Herpes: More Common Than You Think

One of eight North Americans (30 million) has genital herpes, even though only one in five knows that he or she has it. Herpes is classified into type I that affects primarily the mouth (“canker sores”), and type II that affects primarily the genitals, although both types can go both places. According to a study in the American Journal of Epidemiology almost one percent of North Americans acquire new cases of recurrent genital herpes each year. That’s 1,640,000 new cases of recurrent genital herpes, in 730,000 men and 910,000 women.

To get herpes, you need the virus and broken skin. Since rubbing breaks skin, sexual contact with infected partners is a frequent cause of herpes. Typically, a person develops grouped painful or itchy blisters that look like poison ivy and disappear after one to six weeks. For some, genital herpes never recur, but almost all people who have a painful first episode will have recurrent blisters in exactly the same place.

A person who has herpes can be contagious, even when there are no visible blisters. The only way to diagnose herpes is to have a culture done on a wet blister. There are no dependable blood tests to tell if you have herpes because more than 92 percent of all Americans have had herpes and therefore have positive blood tests.

Herpes is the most common cause of swelling and pain around the rectum or vagina; anyone with these symptoms should get a culture for herpes, even if they are not sexually active.

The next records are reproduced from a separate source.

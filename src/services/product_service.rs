use std::sync::Arc;
use crate::models::Product;
use crate::services::catalog::{CatalogError, CatalogStore, AVOID_FILTER};

/// Catalog lookups used by the matching routes
#[derive(Debug, Clone)]
pub struct ProductService {
    catalog: Arc<dyn CatalogStore>,
}

impl ProductService {
    pub fn new(catalog: Arc<dyn CatalogStore>) -> Self {
        Self { catalog }
    }

    pub fn products_for_brand(&self, brand: &str) -> Result<Vec<Product>, CatalogError> {
        tracing::info!("Fetching products for brand: {}", brand);
        let products = self.catalog.active_products_by_brand(brand)?;
        tracing::info!("Found {} products for {}", products.len(), brand);
        Ok(products)
    }

    /// Global avoid keywords; empty when the catalog defines none
    pub fn avoid_keywords(&self) -> Result<Vec<String>, CatalogError> {
        let mut keywords = self.catalog.filter_keywords()?;
        let avoid = keywords.remove(AVOID_FILTER).unwrap_or_default();
        tracing::info!("Loaded {} avoid keywords", avoid.len());
        Ok(avoid)
    }

    pub fn brands(&self) -> Result<Vec<String>, CatalogError> {
        self.catalog.brands()
    }

    pub fn active_product_count(&self) -> Result<usize, CatalogError> {
        Ok(self.catalog.all_active_products()?.len())
    }
}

Almost all North Americans have had herpes, but only seven percent get blisters recurrently. If you have had only one bout of herpes, you do not need treatment. If you have fewer than four recurrent genital herpes attacks per year, your doctor will probably prescribe 21 500mg tablets of Famvir or Valicyclovir that you keep on hand all the time and take them at the first tingling or itching that precede an outbreak. If you have more than 4 attacks a year, your doctor will probably prescribe valicyclovir or Famivir. By the third year on that regimen, as many as 82 percent have no outbreaks at all. Taking acyclovir every day can help to prevent a person from being contagious. Valicyclovir and Famvir are both approved by the FDA for long-term use.

People with recurrent herpes can be contagious any time, but they are less likely to be contagious when they do not have blisters. Virtually everyone in North America has had herpes, but only seven percent get it recurrently. If a person with recurrent herpes is on Valtrex every day, he or she will not shed as much and not be as contagious. Personally, I would not ruin a relationship because of herpes because you are not likely to find anyone who has not had herpes.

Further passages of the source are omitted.